Night overtook them with scarce half the distance behind them, and they camped on a small plateau overlooking a deep ravine.
Morning found them again at their work in the face of a stiff gale from the south-west. The sun rose and hung low in the cloudless sky above the sea of gleaming white peaks. The mercury expanded in the tube of the thermometer and the wind lost its chill. Connie and O'Brien removed their heavy parkas, and Waseche Bill threw back his hood and frowned uneasily:
"Sho' wisht this heah Chinook w'd helt off about ten days mo'," he said. "I ain't acquainted through heah, but I reckon nine oah ten days had ort to put us into Eagle if the snow holds."
"It's too early for the break-up!" exclaimed Connie.

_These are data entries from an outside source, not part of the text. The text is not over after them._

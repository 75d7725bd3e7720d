//! Page skeleton applied to converter output.
//!
//! The basic nbconvert template emits a body fragment with no `<html>`,
//! `<head>` or styling. [`PageTemplate::wrap`] turns that fragment into a
//! standalone page: charset, `<title>`, the shared stylesheet link, the
//! MathJax loader and its init block, an `<h1>` heading, the fragment, and
//! the closing tags.
//!
//! The fragment is inserted verbatim and never parsed. The stem is escaped
//! wherever it is interpolated.

use crate::config::{ArchiveConfig, PageConfig, StylesheetConfig};
use maud::{DOCTYPE, Markup, PreEscaped, html};

/// Configures inline `$...$` and display `$$...$$` math, then typesets.
const MATHJAX_INIT: &str = r#"
init_mathjax = function() {
    if (window.MathJax) {
        MathJax.Hub.Config({
            tex2jax: {
                inlineMath: [ ['$','$'], ["\\(","\\)"] ],
                displayMath: [ ['$$','$$'], ["\\[","\\]"] ]
            },
            displayAlign: 'left',
            "HTML-CSS": {
                styles: {'.MathJax_Display': {"margin": 0}}
            }
        });
        MathJax.Hub.Queue(["Typeset",MathJax.Hub]);
    }
}
init_mathjax();
"#;

/// Named slots of the page skeleton.
#[derive(Debug, Clone, PartialEq, Eq)]
pub struct PageTemplate {
    /// `href` of the stylesheet link, relative to the page.
    pub stylesheet_href: String,
    /// `src` of the math renderer script.
    pub mathjax_url: String,
}

impl Default for PageTemplate {
    fn default() -> Self {
        Self::new(&StylesheetConfig::default(), &PageConfig::default())
    }
}

impl PageTemplate {
    pub fn new(stylesheet: &StylesheetConfig, page: &PageConfig) -> Self {
        Self {
            stylesheet_href: stylesheet.filename.clone(),
            mathjax_url: page.mathjax_url.clone(),
        }
    }

    pub fn from_config(config: &ArchiveConfig) -> Self {
        Self::new(&config.stylesheet, &config.page)
    }

    /// Wrap a raw converted fragment into a complete page titled `stem`.
    pub fn wrap(&self, stem: &str, raw_html: &str) -> String {
        self.render(stem, raw_html).into_string()
    }

    fn render(&self, stem: &str, raw_html: &str) -> Markup {
        html! {
            (DOCTYPE)
            html {
                head {
                    meta charset="UTF-8";
                    title { (stem) }
                    link rel="stylesheet" href=(self.stylesheet_href) type="text/css";
                    script src=(self.mathjax_url) type="text/javascript" {}
                    script type="text/javascript" { (PreEscaped(MATHJAX_INIT)) }
                }
                body {
                    h1 { (stem) }
                    (PreEscaped(raw_html))
                }
            }
        }
    }
}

"Yeh, fo' the break-up, it is. But these heah Chinooks yo' cain't count on. I've saw three foot of snow melt in a night an' a day—an' then tuhn 'round an' freeze up fo' two months straight. If this heah wind don't shift oah die down again tomorrow mo'nin', we ah goin' to have to hole up an' wait fo' a freeze."

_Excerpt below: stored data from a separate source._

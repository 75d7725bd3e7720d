//! Shared stylesheet cached in the archive directory.
//!
//! Every archived page links the same stylesheet by relative `href`. The
//! file is downloaded once, the first time an index is built into an
//! archive directory that lacks it, and reused afterwards.

use crate::config::StylesheetConfig;
use std::fs;
use std::path::{Path, PathBuf};
use std::time::Duration;
use thiserror::Error;
use tracing::{debug, info};
use ureq::Agent;

#[derive(Error, Debug)]
pub enum FetchError {
    #[error("HTTP error fetching {url}: {message}")]
    Http { url: String, message: String },
    #[error("HTTP {status} fetching {url}")]
    Status { url: String, status: u16 },
    #[error("IO error writing stylesheet: {0}")]
    Io(#[from] std::io::Error),
}

/// Downloads a remote asset body.
pub trait StyleFetcher {
    fn fetch(&self, url: &str) -> Result<Vec<u8>, FetchError>;
}

/// Blocking HTTP fetcher with a global timeout.
pub struct HttpFetcher {
    agent: Agent,
}

impl HttpFetcher {
    pub fn new(timeout: Duration) -> Self {
        let agent = Agent::config_builder()
            .timeout_global(Some(timeout))
            .http_status_as_error(false)
            .build()
            .into();
        Self { agent }
    }

    pub fn from_config(config: &StylesheetConfig) -> Self {
        Self::new(Duration::from_secs(config.timeout_secs))
    }
}

impl StyleFetcher for HttpFetcher {
    fn fetch(&self, url: &str) -> Result<Vec<u8>, FetchError> {
        let http_err = |e: ureq::Error| FetchError::Http {
            url: url.to_string(),
            message: e.to_string(),
        };

        let response = self.agent.get(url).call().map_err(http_err)?;
        let status = response.status().as_u16();
        if !(200..300).contains(&status) {
            return Err(FetchError::Status {
                url: url.to_string(),
                status,
            });
        }
        response.into_body().read_to_vec().map_err(http_err)
    }
}

/// Result of [`ensure_stylesheet`].
#[derive(Debug, Clone, PartialEq, Eq)]
pub enum StylesheetStatus {
    /// Already present; nothing fetched.
    Present(PathBuf),
    /// Downloaded this run.
    Fetched(PathBuf),
}

/// Make sure the stylesheet exists in `archive_dir`, fetching it if absent.
///
/// The body is written verbatim. A failed fetch leaves no partial file
/// behind.
pub fn ensure_stylesheet(
    archive_dir: &Path,
    config: &StylesheetConfig,
    fetcher: &impl StyleFetcher,
) -> Result<StylesheetStatus, FetchError> {
    let path = archive_dir.join(&config.filename);
    if path.exists() {
        debug!(path = %path.display(), "stylesheet present");
        return Ok(StylesheetStatus::Present(path));
    }

    info!(url = %config.url, "fetching stylesheet");
    let body = fetcher.fetch(&config.url)?;
    fs::write(&path, body)?;
    Ok(StylesheetStatus::Fetched(path))
}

"The grub won't hold out long," ventured Connie, eyeing the sled. "But there must be game on this side of the divide."
"They betteh be! I sho' do hate it—bein' crippled up this-a-way an' leavin' yo'-all to do the wo'k."
"Niver 'yez moind about that!" exclaimed O'Brien. "Sur-re, we'd all be wor-rkin' as har-rd as we could an-nyways, an' ut w'dn't make ut no aisyer f'r us bekase ye was wor-rkin', too. Jist set ye by an' shmoke yer poipe, an' me an' th' b'y'll have us on th' river be noon."
By dint of hard labour and much snubbing and braking, O'Brien's prediction was fulfilled and the midday meal was eaten upon the snow-covered ice of the Kandik.